Как будто есть последние дела,
Как будто можно, кончив все заботы,
В кругу семьи усесться у стола
И отдыхать под старость от работы…
Эти строки, навеянные судьбой художника Василия Верещагина, погибшего во время русско-японской войны при взрыве броненосца «Петропавловск», одни из лучших у Симонова. Они в чем-то перекликаются с мыслями Мартина Хайдеггера о «последних вещах» в жизни каждого человека. Симонов прославляет тех, кто живет ради высокого долга, кто до конца следует своему предназначению и кто не может умереть как простой обыватель, пенсионером в кругу семьи. Поэт относил это стихотворение прежде всего к советским людям, в том числе красноармейцам. В «Добровольце» же «Всю жизнь любил он рисовать войну…» было помещено над фотографией немецкого экипажа танка «тигр», приготовившегося вступить в бой. Тем самым солдаты вермахта представлялись героями, готовыми до конца выполнить свой долг и отдать жизнь за победу. В скрытом же подтексте при желании можно было прочесть, что немцы обречены на гибель, подобно персонажам стихотворения. Если этот подтекст действительно имелся в виду редакцией, можно предположить, что в данной публикации отразилось присущее власовцам чувство обреченности.

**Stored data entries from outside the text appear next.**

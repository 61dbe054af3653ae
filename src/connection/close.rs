//! Close state machine.
//!
//! `close` and `remove` claim the transition, cancel both lanes, the read
//! task and any blocked write, then schedule the close task on the close pool. The close task
//! releases the transport, updates the directories and runs the `on_closed`
//! hook exactly once.

use std::{sync::Arc, time::Duration};

use log::{info, warn};
use tokio::io::AsyncWriteExt;

use super::{Connection, Origin};
use crate::{context::EngineContext, error::BoxError, handler::Handler};

/// How long the close task waits for an in-flight write before giving up on
/// a clean transport shutdown.
const WRITER_RELEASE_TIMEOUT: Duration = Duration::from_secs(1);

impl<H: Handler> Connection<H> {
    /// Close the connection.
    ///
    /// Accepted connections are purged from every directory. Connections
    /// initiated by this process keep their group and user bindings and are
    /// parked in [`EngineContext::closed_connections`]. Repeated calls are
    /// no-ops.
    pub fn close(self: &Arc<Self>, cause: Option<BoxError>, remark: impl Into<String>) {
        self.begin_close(cause, remark.into(), false);
    }

    /// Close the connection and purge it from every directory.
    ///
    /// Repeated calls, and calls after [`close`](Self::close), are no-ops.
    pub fn remove(self: &Arc<Self>, cause: Option<BoxError>, remark: impl Into<String>) {
        self.begin_close(cause, remark.into(), true);
    }

    fn begin_close(self: &Arc<Self>, cause: Option<BoxError>, remark: String, remove: bool) {
        if !self.flags.begin_close() {
            info!(
                "close ignored: conn={}, state={:?}, remark={remark}",
                self.id,
                self.state()
            );
            return;
        }
        self.decode_lane.cancel();
        self.send_lane.cancel();
        self.closing.cancel();

        let Some(ctx) = self.context() else {
            // Nothing left to notify or purge.
            self.flags.finish(true);
            self.release_counter();
            info!("connection abandoned: conn={}, remark={remark}", self.id);
            return;
        };
        let conn = Arc::clone(self);
        let pool = ctx.close_pool().clone();
        pool.execute(async move { conn.run_close(&ctx, cause, remark, remove).await });
    }

    async fn run_close(
        self: Arc<Self>,
        ctx: &EngineContext<H>,
        cause: Option<BoxError>,
        remark: String,
        remove: bool,
    ) {
        self.release_writer().await;

        // Nothing is parked once the context is stopping.
        let removed = remove || self.origin == Origin::Accepted || ctx.is_shutting_down();
        if removed {
            ctx.purge(&self);
        } else {
            ctx.park(&self);
        }
        self.flags.finish(removed);
        self.release_counter();

        match &cause {
            Some(e) => warn!(
                "connection closed: conn={}, remote={}, removed={removed}, remark={remark}, \
                 cause={e}",
                self.id, self.remote
            ),
            None => info!(
                "connection closed: conn={}, remote={}, removed={removed}, remark={remark}",
                self.id, self.remote
            ),
        }

        ctx.notify("on_closed", |l| l.on_closed(&self, cause.as_ref(), &remark, removed));
    }

    async fn release_writer(&self) {
        let Ok(mut slot) = tokio::time::timeout(WRITER_RELEASE_TIMEOUT, self.writer.lock()).await
        else {
            warn!("writer busy at close; transport left to drop: conn={}", self.id);
            return;
        };
        let Some(mut writer) = slot.take() else {
            return;
        };
        drop(slot);
        match tokio::time::timeout(WRITER_RELEASE_TIMEOUT, writer.shutdown()).await {
            Ok(Ok(())) => {}
            Ok(Err(e)) => info!("transport shutdown failed: conn={}, error={e}", self.id),
            Err(_) => info!("transport shutdown timed out: conn={}", self.id),
        }
    }
}
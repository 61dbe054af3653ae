//! Fixtures shared by unit tests.

use std::{
    net::SocketAddr,
    sync::{
        Arc,
        atomic::{AtomicU16, Ordering},
    },
};

use async_trait::async_trait;
use bytes::{Bytes, BytesMut};
use tokio::io::DuplexStream;

use crate::{
    BoxError,
    Connection,
    EngineConfig,
    EngineContext,
    Handler,
    Origin,
};

static NEXT_PORT: AtomicU16 = AtomicU16::new(20_000);

/// Passes bytes through unchanged; every read is one packet.
pub(crate) struct Raw;

#[async_trait]
impl Handler for Raw {
    type Packet = Vec<u8>;
    type Session = ();

    fn encode(
        &self,
        packet: &Vec<u8>,
        _ctx: &EngineContext<Self>,
        _conn: Option<&Connection<Self>>,
    ) -> Result<Bytes, BoxError> {
        Ok(Bytes::copy_from_slice(packet))
    }

    fn decode(
        &self,
        buf: &mut BytesMut,
        _ctx: &EngineContext<Self>,
        _conn: &Connection<Self>,
    ) -> Result<Option<Vec<u8>>, BoxError> {
        if buf.is_empty() {
            return Ok(None);
        }
        Ok(Some(buf.split().to_vec()))
    }

    async fn handle(&self, _packet: Vec<u8>, _conn: &Arc<Connection<Self>>) -> Result<(), BoxError> {
        Ok(())
    }
}

pub(crate) fn context() -> Arc<EngineContext<Raw>> {
    EngineContext::builder(Raw)
        .config(
            EngineConfig::default()
                .name("unit")
                .decode_workers(2)
                .send_workers(2)
                .close_workers(1),
        )
        .build()
        .expect("build test context")
}

/// Attach one end of an in-memory pipe; the other end plays the peer.
pub(crate) fn attach(ctx: &Arc<EngineContext<Raw>>, origin: Origin) -> (Arc<Connection<Raw>>, DuplexStream) {
    let (ours, peer) = tokio::io::duplex(4096);
    let remote = SocketAddr::from(([127, 0, 0, 1], NEXT_PORT.fetch_add(1, Ordering::Relaxed)));
    let local = SocketAddr::from(([127, 0, 0, 1], 9000));
    (ctx.attach(ours, remote, local, origin), peer)
}
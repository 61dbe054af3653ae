//! Per-connection read task.

use std::sync::Arc;

use bytes::BytesMut;
use tokio::{
    io::{AsyncRead, AsyncReadExt},
    runtime::Handle,
    select,
};
use tokio_util::task::TaskTracker;
use tracing::debug;

use super::Connection;
use crate::handler::Handler;

/// Spawn the task that feeds `reader` into `conn`'s decode lane.
///
/// The task keeps exactly one read outstanding and stops once the
/// connection begins closing.
pub(crate) fn spawn_reader<H, R>(
    conn: Arc<Connection<H>>,
    reader: R,
    buffer_size: usize,
    tracker: &TaskTracker,
    runtime: &Handle,
) where
    H: Handler,
    R: AsyncRead + Send + Unpin + 'static,
{
    tracker.spawn_on(read_loop(conn, reader, buffer_size), runtime);
}

async fn read_loop<H, R>(conn: Arc<Connection<H>>, mut reader: R, buffer_size: usize)
where
    H: Handler,
    R: AsyncRead + Send + Unpin,
{
    let mut buf = BytesMut::with_capacity(buffer_size);
    while conn.is_open() {
        buf.reserve(buffer_size);
        let res = select! {
            biased;

            () = conn.closing.cancelled() => break,
            res = reader.read_buf(&mut buf) => res,
        };
        match res {
            Ok(0) => {
                conn.close(None, "peer closed the connection");
                break;
            }
            Ok(n) => {
                debug!(conn = %conn.id(), bytes = n, "read");
                if !conn.decode_lane.submit(buf.split().freeze()) {
                    break;
                }
            }
            Err(e) => {
                conn.close(Some(Box::new(e)), "read failed");
                break;
            }
        }
    }
    debug!(conn = %conn.id(), "read task finished");
}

Несмотря на военное сотрудничество и практически полную зависимость от немцев, власовцы, особенно в последние месяцы войны, старались дистанцироваться от рейха. Это, в частности, отразилось в лозунге, который Власов неоднократно повторял в беседах со своими подчиненными: «В Россию — с немцами, в России — сами»{521}. В то же время подавляющее большинство коллаборационистов не имело сколько-нибудь ясного представления о национал-социализме, как не имел его, по свидетельству С. Стеенберга, знаменитый Бронислав Каминский, глава Локотской республики (одно время Стеенберг осуществлял связь между Каминским и немецким командованием).
Идеологами РОД национал-социализм для России в качестве идеологии отвергался. Это соответствовало и намерениям Гитлера. Сам фюрер неоднократно повторял, что национал-социализм — не предмет для экспорта. По утверждению Стеенберга, у власовцев «пропагандируемой целью была национальная, свободная и демократическая, но не обязательно капиталистическая Россия. Честная дружба с германским народом, который отнюдь не отождествлялся с национал-социализмом, также казалась вполне логичной, тем более что в прошлом столетии русская культура была тесно связана с германской. Многие немцы, с которыми они (Власов и его соратники. — В. С.) близко сталкивались, были противниками гитлеровской власти и друзьями русского народа, что они доказали наделе. Несчастьем и для немцев, и для русских было то, что они не могли осуществить свои идеи при диктатуре Гитлера»{522}.